## RECORDS SHOWN:

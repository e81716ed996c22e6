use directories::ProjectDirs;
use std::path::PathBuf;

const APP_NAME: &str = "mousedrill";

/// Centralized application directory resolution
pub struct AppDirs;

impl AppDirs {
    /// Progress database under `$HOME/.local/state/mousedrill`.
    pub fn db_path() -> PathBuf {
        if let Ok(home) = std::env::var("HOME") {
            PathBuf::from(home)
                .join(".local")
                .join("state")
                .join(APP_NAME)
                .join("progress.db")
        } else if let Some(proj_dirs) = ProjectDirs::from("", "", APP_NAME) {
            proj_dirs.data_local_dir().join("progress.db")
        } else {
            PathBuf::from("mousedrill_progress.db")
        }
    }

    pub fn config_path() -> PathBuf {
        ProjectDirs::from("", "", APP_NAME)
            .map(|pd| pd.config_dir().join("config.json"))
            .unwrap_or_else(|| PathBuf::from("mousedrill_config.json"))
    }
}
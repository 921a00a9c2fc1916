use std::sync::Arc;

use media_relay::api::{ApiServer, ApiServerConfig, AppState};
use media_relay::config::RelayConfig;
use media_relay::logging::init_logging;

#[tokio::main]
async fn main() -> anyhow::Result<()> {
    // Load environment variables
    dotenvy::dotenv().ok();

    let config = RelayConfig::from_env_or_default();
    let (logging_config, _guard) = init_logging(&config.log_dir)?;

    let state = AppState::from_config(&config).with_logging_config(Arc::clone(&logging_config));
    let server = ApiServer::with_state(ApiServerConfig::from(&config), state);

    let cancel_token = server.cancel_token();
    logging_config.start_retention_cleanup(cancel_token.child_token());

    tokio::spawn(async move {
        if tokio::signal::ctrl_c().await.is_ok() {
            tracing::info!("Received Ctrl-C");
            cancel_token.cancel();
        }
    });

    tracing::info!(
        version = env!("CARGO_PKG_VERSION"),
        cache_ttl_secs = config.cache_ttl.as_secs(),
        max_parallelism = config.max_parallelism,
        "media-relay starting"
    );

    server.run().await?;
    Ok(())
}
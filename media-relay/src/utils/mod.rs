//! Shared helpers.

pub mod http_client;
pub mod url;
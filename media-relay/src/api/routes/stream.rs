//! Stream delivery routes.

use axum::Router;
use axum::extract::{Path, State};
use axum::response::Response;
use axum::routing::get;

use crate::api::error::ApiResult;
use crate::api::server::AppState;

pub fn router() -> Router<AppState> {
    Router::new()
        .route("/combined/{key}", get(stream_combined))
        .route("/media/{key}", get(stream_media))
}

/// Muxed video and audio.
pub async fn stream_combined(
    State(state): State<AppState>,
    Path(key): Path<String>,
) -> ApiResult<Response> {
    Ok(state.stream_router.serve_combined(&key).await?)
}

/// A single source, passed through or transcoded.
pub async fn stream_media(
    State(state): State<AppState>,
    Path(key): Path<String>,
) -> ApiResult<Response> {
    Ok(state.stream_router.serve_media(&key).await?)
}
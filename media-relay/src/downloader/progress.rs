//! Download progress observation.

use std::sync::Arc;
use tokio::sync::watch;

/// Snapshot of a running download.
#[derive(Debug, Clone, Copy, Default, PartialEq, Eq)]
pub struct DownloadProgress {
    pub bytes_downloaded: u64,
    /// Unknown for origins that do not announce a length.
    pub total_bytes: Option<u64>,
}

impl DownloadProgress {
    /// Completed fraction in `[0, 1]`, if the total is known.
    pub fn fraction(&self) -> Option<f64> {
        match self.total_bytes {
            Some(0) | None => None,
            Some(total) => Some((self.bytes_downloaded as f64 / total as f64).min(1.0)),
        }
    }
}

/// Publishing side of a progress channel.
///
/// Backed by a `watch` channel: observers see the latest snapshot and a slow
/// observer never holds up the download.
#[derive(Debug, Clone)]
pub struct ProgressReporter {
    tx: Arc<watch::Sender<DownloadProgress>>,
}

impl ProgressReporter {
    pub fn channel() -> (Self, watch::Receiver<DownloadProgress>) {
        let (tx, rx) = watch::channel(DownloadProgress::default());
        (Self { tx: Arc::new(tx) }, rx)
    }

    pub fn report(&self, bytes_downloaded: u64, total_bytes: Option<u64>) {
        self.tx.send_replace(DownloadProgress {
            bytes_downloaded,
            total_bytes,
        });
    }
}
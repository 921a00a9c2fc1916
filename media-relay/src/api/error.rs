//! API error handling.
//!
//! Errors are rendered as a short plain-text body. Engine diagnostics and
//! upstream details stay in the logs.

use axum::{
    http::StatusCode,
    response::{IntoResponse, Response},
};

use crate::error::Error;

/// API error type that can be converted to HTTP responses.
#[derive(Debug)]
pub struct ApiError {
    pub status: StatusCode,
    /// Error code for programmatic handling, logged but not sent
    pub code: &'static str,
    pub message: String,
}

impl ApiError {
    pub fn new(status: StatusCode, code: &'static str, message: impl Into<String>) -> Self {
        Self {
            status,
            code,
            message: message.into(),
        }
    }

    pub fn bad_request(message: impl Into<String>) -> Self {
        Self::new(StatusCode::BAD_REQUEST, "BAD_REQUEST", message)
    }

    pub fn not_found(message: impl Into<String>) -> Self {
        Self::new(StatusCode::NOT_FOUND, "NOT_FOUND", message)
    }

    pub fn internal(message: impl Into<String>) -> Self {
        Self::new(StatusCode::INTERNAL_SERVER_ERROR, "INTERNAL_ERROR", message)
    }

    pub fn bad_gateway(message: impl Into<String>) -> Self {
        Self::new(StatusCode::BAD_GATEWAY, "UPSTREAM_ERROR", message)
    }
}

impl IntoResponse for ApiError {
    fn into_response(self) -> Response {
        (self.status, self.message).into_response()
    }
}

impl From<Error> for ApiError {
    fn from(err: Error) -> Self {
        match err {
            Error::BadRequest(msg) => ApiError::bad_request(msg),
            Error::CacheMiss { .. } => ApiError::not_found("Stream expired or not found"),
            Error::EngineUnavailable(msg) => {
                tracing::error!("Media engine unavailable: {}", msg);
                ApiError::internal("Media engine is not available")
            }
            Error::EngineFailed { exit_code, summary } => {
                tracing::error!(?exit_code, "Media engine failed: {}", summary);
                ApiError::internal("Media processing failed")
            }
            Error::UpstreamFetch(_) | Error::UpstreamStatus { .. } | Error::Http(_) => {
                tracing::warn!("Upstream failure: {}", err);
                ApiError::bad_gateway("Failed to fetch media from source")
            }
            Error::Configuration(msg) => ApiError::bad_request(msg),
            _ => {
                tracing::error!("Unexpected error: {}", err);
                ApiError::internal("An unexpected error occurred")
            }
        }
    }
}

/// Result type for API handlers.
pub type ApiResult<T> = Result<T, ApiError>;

--

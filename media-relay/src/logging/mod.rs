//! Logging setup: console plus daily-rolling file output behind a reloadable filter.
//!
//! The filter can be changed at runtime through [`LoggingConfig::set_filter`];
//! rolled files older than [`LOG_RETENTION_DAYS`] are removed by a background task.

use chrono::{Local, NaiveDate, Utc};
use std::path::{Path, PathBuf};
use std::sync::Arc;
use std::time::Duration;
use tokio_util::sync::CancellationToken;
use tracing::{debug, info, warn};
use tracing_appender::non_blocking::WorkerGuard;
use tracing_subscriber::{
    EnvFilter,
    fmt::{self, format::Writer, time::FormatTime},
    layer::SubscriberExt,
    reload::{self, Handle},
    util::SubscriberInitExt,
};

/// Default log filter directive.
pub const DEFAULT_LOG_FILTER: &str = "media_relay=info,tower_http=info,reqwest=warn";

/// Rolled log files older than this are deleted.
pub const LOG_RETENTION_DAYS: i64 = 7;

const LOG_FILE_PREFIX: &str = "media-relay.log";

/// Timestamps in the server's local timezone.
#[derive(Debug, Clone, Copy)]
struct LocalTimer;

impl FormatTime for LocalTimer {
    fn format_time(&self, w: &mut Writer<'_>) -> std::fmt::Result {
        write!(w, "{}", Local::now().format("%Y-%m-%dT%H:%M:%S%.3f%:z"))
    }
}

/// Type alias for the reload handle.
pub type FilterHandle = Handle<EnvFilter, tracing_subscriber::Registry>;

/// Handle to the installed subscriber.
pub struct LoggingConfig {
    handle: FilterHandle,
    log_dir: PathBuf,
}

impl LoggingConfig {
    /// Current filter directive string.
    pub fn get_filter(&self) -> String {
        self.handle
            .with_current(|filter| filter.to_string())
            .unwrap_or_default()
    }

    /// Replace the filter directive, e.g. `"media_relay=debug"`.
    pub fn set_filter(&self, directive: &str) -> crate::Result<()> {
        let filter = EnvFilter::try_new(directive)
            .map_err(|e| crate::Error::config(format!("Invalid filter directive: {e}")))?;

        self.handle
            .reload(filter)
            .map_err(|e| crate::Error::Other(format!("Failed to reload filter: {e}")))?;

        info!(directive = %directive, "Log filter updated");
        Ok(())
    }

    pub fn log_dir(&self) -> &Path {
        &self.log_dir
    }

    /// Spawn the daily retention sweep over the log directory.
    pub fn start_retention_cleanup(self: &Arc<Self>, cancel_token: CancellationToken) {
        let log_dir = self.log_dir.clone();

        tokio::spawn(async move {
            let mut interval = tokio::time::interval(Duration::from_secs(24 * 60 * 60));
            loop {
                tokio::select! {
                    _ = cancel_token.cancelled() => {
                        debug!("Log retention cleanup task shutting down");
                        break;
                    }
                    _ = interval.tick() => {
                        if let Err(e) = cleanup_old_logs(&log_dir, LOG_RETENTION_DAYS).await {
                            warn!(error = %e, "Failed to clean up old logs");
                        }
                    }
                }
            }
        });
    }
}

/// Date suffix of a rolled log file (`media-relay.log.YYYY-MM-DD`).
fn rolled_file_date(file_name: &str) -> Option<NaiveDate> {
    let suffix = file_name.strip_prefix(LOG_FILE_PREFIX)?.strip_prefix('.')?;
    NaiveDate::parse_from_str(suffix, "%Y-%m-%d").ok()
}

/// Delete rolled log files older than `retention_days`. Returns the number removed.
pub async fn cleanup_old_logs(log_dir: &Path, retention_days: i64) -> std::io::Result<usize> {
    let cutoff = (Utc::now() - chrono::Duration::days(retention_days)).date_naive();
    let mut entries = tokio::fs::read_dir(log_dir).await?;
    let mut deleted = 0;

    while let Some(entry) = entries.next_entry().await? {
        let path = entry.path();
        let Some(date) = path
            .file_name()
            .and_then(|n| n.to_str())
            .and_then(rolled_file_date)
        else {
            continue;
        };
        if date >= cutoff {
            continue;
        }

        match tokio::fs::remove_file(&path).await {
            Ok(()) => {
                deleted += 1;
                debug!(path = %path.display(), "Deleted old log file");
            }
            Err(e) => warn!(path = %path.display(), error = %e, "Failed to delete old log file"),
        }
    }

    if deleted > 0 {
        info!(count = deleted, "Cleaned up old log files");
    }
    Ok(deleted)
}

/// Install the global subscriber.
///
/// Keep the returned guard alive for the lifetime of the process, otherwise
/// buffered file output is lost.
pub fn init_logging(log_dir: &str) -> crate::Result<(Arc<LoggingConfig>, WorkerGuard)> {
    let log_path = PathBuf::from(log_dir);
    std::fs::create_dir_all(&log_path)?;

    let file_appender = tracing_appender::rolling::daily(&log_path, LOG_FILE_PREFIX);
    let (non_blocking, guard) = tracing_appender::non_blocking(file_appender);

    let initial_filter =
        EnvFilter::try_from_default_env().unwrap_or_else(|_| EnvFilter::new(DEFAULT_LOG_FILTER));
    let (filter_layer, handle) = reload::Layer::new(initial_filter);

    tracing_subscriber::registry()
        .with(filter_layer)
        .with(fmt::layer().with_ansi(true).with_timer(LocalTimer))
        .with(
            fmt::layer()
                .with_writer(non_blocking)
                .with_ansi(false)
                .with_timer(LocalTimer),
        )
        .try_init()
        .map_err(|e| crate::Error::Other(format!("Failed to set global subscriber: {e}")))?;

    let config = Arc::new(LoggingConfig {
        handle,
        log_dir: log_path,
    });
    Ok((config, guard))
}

## ABOUT THIS TASK:
A single number is needed: the count of lines in the records that include "ApiServer".

## ANSWER TO THE EXERCISE:
2